When phones were dumber, it was easier to for carriers to compete on price and voice quality, but that era is fading and the new one is bringing a whole lot of complexity to carriers like Leap and MetroPCS. Investors were pleased with how Leap handled itself during the third quarter, cutting its losses from the prior year and adding more customers than expected. The company credited higher smartphone adoption in part for the improvement, which produces more revenue per user than a regular old phone.
But MetroPCS is not having a good day.
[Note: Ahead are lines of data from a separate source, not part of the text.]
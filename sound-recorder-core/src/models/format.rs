//! Stream format descriptions and their property-map form.
//!
//! A [`StreamFormatDescriptor`] carries the same fields as a classic audio
//! stream basic description. Callers that configure the recorder from loosely
//! typed data (JSON, a settings panel) use the string-keyed [`PropertyMap`]
//! representation instead; the two convert losslessly.

use std::collections::BTreeMap;
use std::fmt;
use std::ops::BitOr;
use std::str::FromStr;

use serde::{Deserialize, Serialize};

use super::error::RecorderError;

/// Property-map keys.
pub mod keys {
    pub const SAMPLE_RATE: &str = "sample_rate";
    pub const FORMAT_ID: &str = "format_id";
    pub const FORMAT_FLAGS: &str = "format_flags";
    pub const BYTES_PER_PACKET: &str = "bytes_per_packet";
    pub const FRAMES_PER_PACKET: &str = "frames_per_packet";
    pub const BYTES_PER_FRAME: &str = "bytes_per_frame";
    pub const CHANNELS_PER_FRAME: &str = "channels_per_frame";
    pub const BITS_PER_CHANNEL: &str = "bits_per_channel";
    /// Output maps only: the file container, distinct from the codec tag.
    pub const FILE_TYPE: &str = "file_type";
}

/// A value in a [`PropertyMap`].
#[derive(Debug, Clone, PartialEq, Serialize, Deserialize)]
#[serde(untagged)]
pub enum PropertyValue {
    Number(f64),
    Text(String),
}

impl From<f64> for PropertyValue {
    fn from(value: f64) -> Self {
        Self::Number(value)
    }
}

impl From<u32> for PropertyValue {
    fn from(value: u32) -> Self {
        Self::Number(value as f64)
    }
}

impl From<&str> for PropertyValue {
    fn from(value: &str) -> Self {
        Self::Text(value.to_string())
    }
}

impl From<String> for PropertyValue {
    fn from(value: String) -> Self {
        Self::Text(value)
    }
}

/// String-keyed format description, serializable as a flat JSON object.
pub type PropertyMap = BTreeMap<String, PropertyValue>;

/// A four-character code such as `lpcm` or `aac `.
#[derive(Clone, Copy, PartialEq, Eq, Hash, PartialOrd, Ord)]
pub struct FormatTag(pub u32);
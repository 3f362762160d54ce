pub mod bridge;
pub mod recorder;
pub mod resolver;
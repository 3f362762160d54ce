/// Recorder lifecycle.
///
/// ```text
/// idle → prepared → recording → stopped → idle
///   ↑________|  (path/device change)
/// ```
///
/// `Stopped` is transient: `stop` passes through it and settles in `Idle` so
/// the recorder can be started again.
#[derive(Debug, Clone, Copy, PartialEq, Eq, Hash)]
pub enum RecorderState {
    Idle,
    Prepared,
    Recording,
    Stopped,
}

impl RecorderState {
    pub fn is_idle(&self) -> bool {
        matches!(self, Self::Idle)
    }

    pub fn is_prepared(&self) -> bool {
        matches!(self, Self::Prepared)
    }

    pub fn is_recording(&self) -> bool {
        matches!(self, Self::Recording)
    }

    /// Whether output path, format or device may be changed in this state.
    pub fn accepts_configuration(&self) -> bool {
        !self.is_recording()
    }
}

impl Default for RecorderState {
    fn default() -> Self {
        Self::Idle
    }
}

#[cfg(test)]
mod tests {
    use super::*;

    #[test]
    fn only_recording_rejects_configuration() {
        assert!(RecorderState::Idle.accepts_configuration());
        assert!(RecorderState::Prepared.accepts_configuration());
        assert!(RecorderState::Stopped.accepts_configuration());
        assert!(!RecorderState::Recording.accepts_configuration());
    }

    #[test]
    fn default_is_idle() {
        assert!(RecorderState::default().is_idle());
    }
}
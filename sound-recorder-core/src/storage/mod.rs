pub mod container;
pub mod disk_writer;
pub mod encoder;
pub mod file_writer;
pub mod metadata;
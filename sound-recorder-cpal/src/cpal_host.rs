//! cpal input backend.
//!
//! Devices are identified by their cpal name. Every device is captured at
//! its default input configuration; samples of any integer or float format
//! are converted to interleaved f32 before they reach the render callback.

use std::sync::atomic::{AtomicBool, Ordering};
use std::sync::Arc;

use cpal::traits::{DeviceTrait, HostTrait, StreamTrait};
use cpal::{FromSample, Sample, SampleFormat, SizedSample, StreamConfig, SupportedStreamConfig};

use sound_recorder_core::models::audio_models::InputDeviceInfo;
use sound_recorder_core::models::error::RecorderError;
use sound_recorder_core::models::format::StreamFormatDescriptor;
use sound_recorder_core::traits::audio_host::AudioHost;
use sound_recorder_core::traits::input_device::{
    HostClock, InputBlock, InputDevice, MonotonicClock, RenderCallback,
};

/// An [`AudioHost`] over one cpal host (ALSA, CoreAudio, WASAPI, ...).
#[derive(Debug, Clone, Copy)]
pub struct CpalHost {
    host_id: cpal::HostId,
}

impl CpalHost {
    /// The platform's default cpal host.
    pub fn new() -> Self {
        Self {
            host_id: cpal::default_host().id(),
        }
    }

    pub fn with_host_id(host_id: cpal::HostId) -> Self {
        Self { host_id }
    }

    pub fn host_id(&self) -> cpal::HostId {
        self.host_id
    }

    fn host(&self) -> Result<cpal::Host, RecorderError> {
        cpal::host_from_id(self.host_id)
            .map_err(|e| RecorderError::DeviceUnavailable(format!("audio host unavailable: {}", e)))
    }
}

impl Default for CpalHost {
    fn default() -> Self {
        Self::new()
    }
}

impl AudioHost for CpalHost {
    fn input_devices(&self) -> Result<Vec<InputDeviceInfo>, RecorderError> {
        let host = self.host()?;
        let default_name = host.default_input_device().and_then(|d| d.name().ok());
        let devices = host
            .input_devices()
            .map_err(|e| RecorderError::DeviceUnavailable(format!("failed to list input devices: {}", e)))?;

        let mut infos = Vec::new();
        for device in devices {
            let Ok(name) = device.name() else {
                continue;
            };
            let input_channels = device
                .default_input_config()
                .map(|config| u32::from(config.channels()))
                .unwrap_or(0);
            infos.push(InputDeviceInfo {
                is_default: default_name.as_deref() == Some(name.as_str()),
                id: name.clone(),
                name,
                input_channels,
            });
        }
        Ok(infos)
    }

    fn default_input_device_id(&self) -> Option<String> {
        self.host()
            .ok()?
            .default_input_device()
            .and_then(|d| d.name().ok())
    }

    fn open_input(&self, device_id: Option<&str>) -> Result<Box<dyn InputDevice>, RecorderError> {
        let host = self.host()?;
        let device = match device_id {
            None => host
                .default_input_device()
                .ok_or_else(|| RecorderError::NoInputDevice("no default input device".into()))?,
            Some(id) => host
                .input_devices()
                .map_err(|e| RecorderError::DeviceUnavailable(format!("failed to list input devices: {}", e)))?
                .find(|d| d.name().map(|name| name == id).unwrap_or(false))
                .ok_or_else(|| RecorderError::NoInputDevice(format!("no input device named {}", id)))?,
        };
        let id = device
            .name()
            .map_err(|e| RecorderError::DeviceUnavailable(format!("device has no name: {}", e)))?;
        log::debug!("opened cpal input {}", id);
        Ok(Box::new(CpalInputDevice::new(id, device)))
    }
}

/// One cpal input device.
pub struct CpalInputDevice {
    id: String,
    device: cpal::Device,
    clock: Arc<MonotonicClock>,
    stream: Option<cpal::Stream>,
    running: Arc<AtomicBool>,
}

// SAFETY: the stream is created, played and dropped only through `&mut self`,
// so it is never touched from two threads at once. The audio callback runs on
// cpal's own thread and only shares the `Send` closure and atomics.
unsafe impl Send for CpalInputDevice {}

impl CpalInputDevice {
    fn new(id: String, device: cpal::Device) -> Self {
        Self {
            id,
            device,
            clock: Arc::new(MonotonicClock::new()),
            stream: None,
            running: Arc::new(AtomicBool::new(false)),
        }
    }

    fn default_config(&self) -> Result<SupportedStreamConfig, RecorderError> {
        self.device.default_input_config().map_err(|e| {
            RecorderError::DeviceUnavailable(format!("{} has no input configuration: {}", self.id, e))
        })
    }

    fn build_stream<T>(
        &self,
        config: &StreamConfig,
        period_frames: u32,
        mut callback: RenderCallback,
    ) -> Result<cpal::Stream, RecorderError>
    where
        T: SizedSample + Send + 'static,
        f32: FromSample<T>,
    {
        let channels = config.channels;
        let clock = Arc::clone(&self.clock);
        let mut scratch: Vec<f32> = Vec::with_capacity(period_frames as usize * channels as usize * 4);
        let id = self.id.clone();

        self.device
            .build_input_stream(
                config,
                move |data: &[T], _: &cpal::InputCallbackInfo| {
                    scratch.clear();
                    scratch.extend(data.iter().map(|s| s.to_sample::<f32>()));
                    let block = InputBlock {
                        samples: &scratch,
                        channels,
                        host_time: clock.now(),
                    };
                    callback(&block);
                },
                move |err| log::error!("input stream error on {}: {}", id, err),
                None,
            )
            .map_err(|e| RecorderError::DeviceUnavailable(format!("failed to build input stream: {}", e)))
    }
}

impl InputDevice for CpalInputDevice {
    fn id(&self) -> &str {
        &self.id
    }

    fn input_channels(&self) -> Result<u32, RecorderError> {
        Ok(u32::from(self.default_config()?.channels()))
    }

    fn native_format(&self) -> Result<StreamFormatDescriptor, RecorderError> {
        let config = self.default_config()?;
        let format = config.sample_format();
        Ok(StreamFormatDescriptor::linear_pcm(
            f64::from(config.sample_rate().0),
            u32::from(config.channels()),
            (format.sample_size() * 8) as u32,
            format.is_float(),
            false,
        ))
    }

    fn clock(&self) -> Arc<dyn HostClock> {
        self.clock.clone()
    }

    fn open(
        &mut self,
        client_format: &StreamFormatDescriptor,
        period_frames: u32,
        callback: RenderCallback,
    ) -> Result<(), RecorderError> {
        if self.stream.is_some() {
            return Err(RecorderError::DeviceUnavailable(format!("{} is already open", self.id)));
        }
        let supported = self.default_config()?;
        let native_rate = f64::from(supported.sample_rate().0);
        if (client_format.sample_rate - native_rate).abs() > 0.5
            || client_format.channels_per_frame != u32::from(supported.channels())
        {
            return Err(RecorderError::DeviceUnavailable(format!(
                "{} runs at {} Hz / {} ch, asked for {} Hz / {} ch",
                self.id,
                native_rate,
                supported.channels(),
                client_format.sample_rate,
                client_format.channels_per_frame
            )));
        }

        let sample_format = supported.sample_format();
        let config: StreamConfig = supported.into();
        let stream = match sample_format {
            SampleFormat::F32 => self.build_stream::<f32>(&config, period_frames, callback),
            SampleFormat::F64 => self.build_stream::<f64>(&config, period_frames, callback),
            SampleFormat::I8 => self.build_stream::<i8>(&config, period_frames, callback),
            SampleFormat::I16 => self.build_stream::<i16>(&config, period_frames, callback),
            SampleFormat::I32 => self.build_stream::<i32>(&config, period_frames, callback),
            SampleFormat::U8 => self.build_stream::<u8>(&config, period_frames, callback),
            SampleFormat::U16 => self.build_stream::<u16>(&config, period_frames, callback),
            SampleFormat::U32 => self.build_stream::<u32>(&config, period_frames, callback),
            other => Err(RecorderError::UnsupportedConversion(format!(
                "{} delivers unsupported sample format {}",
                self.id, other
            ))),
        }?;

        // Some backends start streams on creation.
        if let Err(e) = stream.pause() {
            log::debug!("could not pause new stream on {}: {}", self.id, e);
        }
        self.stream = Some(stream);
        Ok(())
    }

    fn start(&mut self) -> Result<(), RecorderError> {
        let stream = self
            .stream
            .as_ref()
            .ok_or_else(|| RecorderError::StartFailed("device is not open".into()))?;
        stream
            .play()
            .map_err(|e| RecorderError::StartFailed(format!("{}: {}", self.id, e)))?;
        self.running.store(true, Ordering::Release);
        Ok(())
    }

    fn is_running(&self) -> bool {
        self.running.load(Ordering::Acquire)
    }

    fn close(&mut self) {
        self.running.store(false, Ordering::Release);
        // Dropping the stream stops it and releases the callback.
        if let Some(stream) = self.stream.take() {
            if let Err(e) = stream.pause() {
                log::debug!("pause on close failed for {}: {}", self.id, e);
            }
            drop(stream);
        }
    }
}

impl Drop for CpalInputDevice {
    fn drop(&mut self) {
        self.close();
    }
}
use crate::models::error::RecorderError;

/// Which optional notification streams a delegate wants.
///
/// Read once when the delegate is registered; the render callback only looks
/// at the cached flags.
#[derive(Debug, Clone, Copy, Default, PartialEq, Eq)]
pub struct DelegateCapabilities {
    pub duration_updates: bool,
    pub amplitude_updates: bool,
}

impl DelegateCapabilities {
    pub const NONE: Self = Self {
        duration_updates: false,
        amplitude_updates: false,
    };

    pub const ALL: Self = Self {
        duration_updates: true,
        amplitude_updates: true,
    };
}

/// Listener for recorder notifications.
///
/// Every method has a no-op default, so a delegate implements only what it
/// cares about. Duration and amplitude updates are posted only if
/// [`capabilities`](Self::capabilities) asks for them.
///
/// All methods run on the control thread, from inside `start`, `stop` or
/// `pump_notifications`.
pub trait RecorderDelegate: Send + Sync {
    /// Optional streams this delegate consumes. Defaults to none.
    fn capabilities(&self) -> DelegateCapabilities {
        DelegateCapabilities::NONE
    }

    /// The device is running and audio is being written.
    fn on_started(&self) {}

    /// Elapsed recording time, non-decreasing within a session.
    fn on_duration_reached(&self, _seconds: f64) {}

    /// Peak level of the latest block, in `[0.0, 1.0]`.
    fn on_amplitude(&self, _level: f32) {}

    /// The session ended. `error` is set when it ended because of a failure.
    fn on_stopped(&self, _error: Option<&RecorderError>) {}
}
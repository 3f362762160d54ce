use crate::models::audio_models::InputDeviceInfo;
use crate::models::error::RecorderError;
use crate::traits::input_device::InputDevice;

/// Entry point into a platform audio system: lists and opens input devices.
pub trait AudioHost: Send + Sync {
    fn input_devices(&self) -> Result<Vec<InputDeviceInfo>, RecorderError>;

    fn default_input_device_id(&self) -> Option<String>;

    /// Open a device by ID, or the default input when `device_id` is None.
    ///
    /// Fails with `NoInputDevice` when no such device exists.
    fn open_input(&self, device_id: Option<&str>) -> Result<Box<dyn InputDevice>, RecorderError>;
}
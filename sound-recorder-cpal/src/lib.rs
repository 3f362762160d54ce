//! # sound-recorder-cpal
//!
//! cpal backend for sound-recorder-core.
//!
//! Provides:
//! - `CpalHost`: lists input devices and opens them by name
//! - `CpalInputDevice`: an input stream at the device's default configuration,
//!   converted to interleaved f32 for the recorder's render callback
//!
//! The `soundrec` binary in this crate is a command-line front end.
//!
//! ## Usage
//! ```ignore
//! use sound_recorder_cpal::CpalHost;
//! use sound_recorder_core::SoundFileRecorder;
//!
//! let mut recorder = SoundFileRecorder::with_output_file_path(CpalHost::new(), "memo.wav");
//! recorder.start()?;
//! // ...
//! let summary = recorder.stop()?;
//! ```

pub mod cpal_host;

pub use cpal_host::{CpalHost, CpalInputDevice};
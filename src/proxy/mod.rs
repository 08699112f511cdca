//! Proxy pipeline subsystem.
//!
//! # Data Flow
//! ```text
//! inbound request
//!     → handler.rs (parse params, orchestrate)
//!     → loopback.rs (self-call guard, before any I/O)
//!     → fetch (origin stream)
//!     → policy.rs (compress / bypass decision)
//!     → transcode or direct stream copy
//!     → client
//! ```

pub mod handler;
pub mod loopback;
pub mod policy;

pub use handler::{favicon_handler, proxy_handler, IDENTIFICATION};
pub use policy::should_compress;
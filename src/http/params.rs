//! Query-string parsing for the proxy endpoint.
//!
//! # Query parameters
//! - `url`  - required target; its absence means the caller just wants the
//!   identification string.
//! - `jpeg` - present when the client cannot take webp-class output.
//! - `bw`   - grayscale switch; only the literal value `0` disables it.
//! - `l`    - JPEG quality 1-100; non-numeric or missing falls back to the
//!   configured default, out-of-range values are clamped.

use std::collections::HashMap;

/// Parsed, validated request options. Immutable after construction.
#[derive(Debug, Clone, PartialEq, Eq)]
pub struct RequestParams {
    /// Decoded target URL.
    pub url: String,
    /// Whether the client accepts the compact (webp-class) output.
    pub want_webp: bool,
    /// Whether to convert the image to grayscale.
    pub grayscale: bool,
    /// JPEG quality, 1-100.
    pub quality: u8,
}

impl RequestParams {
    /// Build params from the raw query map. Returns `None` when `url` is
    /// absent, which the handler answers with the identification string.
    pub fn from_query(query: &HashMap<String, String>, default_quality: u8) -> Option<Self> {
        let url = query.get("url")?.clone();
        if url.is_empty() {
            return None;
        }

        let want_webp = !query.contains_key("jpeg");
        let grayscale = query.get("bw").map(|v| v != "0").unwrap_or(true);
        let quality = query
            .get("l")
            .and_then(|v| v.parse::<i64>().ok())
            .filter(|q| *q > 0)
            .map(|q| q.clamp(1, 100) as u8)
            .unwrap_or(default_quality);

        Some(Self {
            url,
            want_webp,
            grayscale,
            quality,
        })
    }
}

#[cfg(test)]
mod tests {
    use super::*;

    fn query(pairs: &[(&str, &str)]) -> HashMap<String, String> {
        pairs
            .iter()
            .map(|(k, v)| (k.to_string(), v.to_string()))
            .collect()
    }

    #[test]
    fn missing_url_yields_none() {
        assert_eq!(RequestParams::from_query(&query(&[]), 40), None);
        assert_eq!(RequestParams::from_query(&query(&[("url", "")]), 40), None);
    }

    #[test]
    fn defaults_are_webp_grayscale_and_configured_quality() {
        let params = RequestParams::from_query(&query(&[("url", "http://a/b.png")]), 40).unwrap();
        assert!(params.want_webp);
        assert!(params.grayscale);
        assert_eq!(params.quality, 40);
    }

    #[test]
    fn jpeg_flag_disables_webp() {
        let params =
            RequestParams::from_query(&query(&[("url", "http://a/b.png"), ("jpeg", "")]), 40)
                .unwrap();
        assert!(!params.want_webp);
        // Any value works; presence is what matters.
        let params =
            RequestParams::from_query(&query(&[("url", "http://a/b.png"), ("jpeg", "1")]), 40)
                .unwrap();
        assert!(!params.want_webp);
    }

    #[test]
    fn bw_zero_is_the_only_color_opt_out() {
        let params =
            RequestParams::from_query(&query(&[("url", "http://a/b.png"), ("bw", "0")]), 40)
                .unwrap();
        assert!(!params.grayscale);

        let params =
            RequestParams::from_query(&query(&[("url", "http://a/b.png"), ("bw", "1")]), 40)
                .unwrap();
        assert!(params.grayscale);
    }

    #[test]
    fn quality_parses_clamps_and_defaults() {
        let q = |l: &str| {
            RequestParams::from_query(&query(&[("url", "http://a/b.png"), ("l", l)]), 40)
                .unwrap()
                .quality
        };
        assert_eq!(q("75"), 75);
        assert_eq!(q("150"), 100);
        assert_eq!(q("0"), 40);
        assert_eq!(q("-5"), 40);
        assert_eq!(q("abc"), 40);
    }
}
Despite posting better overall numbers than Leap, it missed analyst expectations for earnings per share by two cents in part because it is spending so much money on subsidizing higher-end smartphones to offer its price-conscious customers.
It’s a tough position: smaller carriers like MetroPCS need the same types of smartphones as the big guys to be competitive, but they have less cash with which to obtain those phones. Just look at the huge deal Sprint (NYSE: S) signed with Apple (NSDQ: AAPL) just to be able to offer the iPhone 4S: very few people in the U.S. pay the actual cost of a smartphone, they pay a much reduced cost thanks to subsidies from carriers, who know they can make back that money by insisting on a two-year contract.
That’s why it may not be surprising to see smaller carriers start to consider banding together, especially if AT&T (NYSE: T) is allowed to buy T-Mobile. They’ll have to have more resources both to compete for smartphone deals and to build out advanced data networks.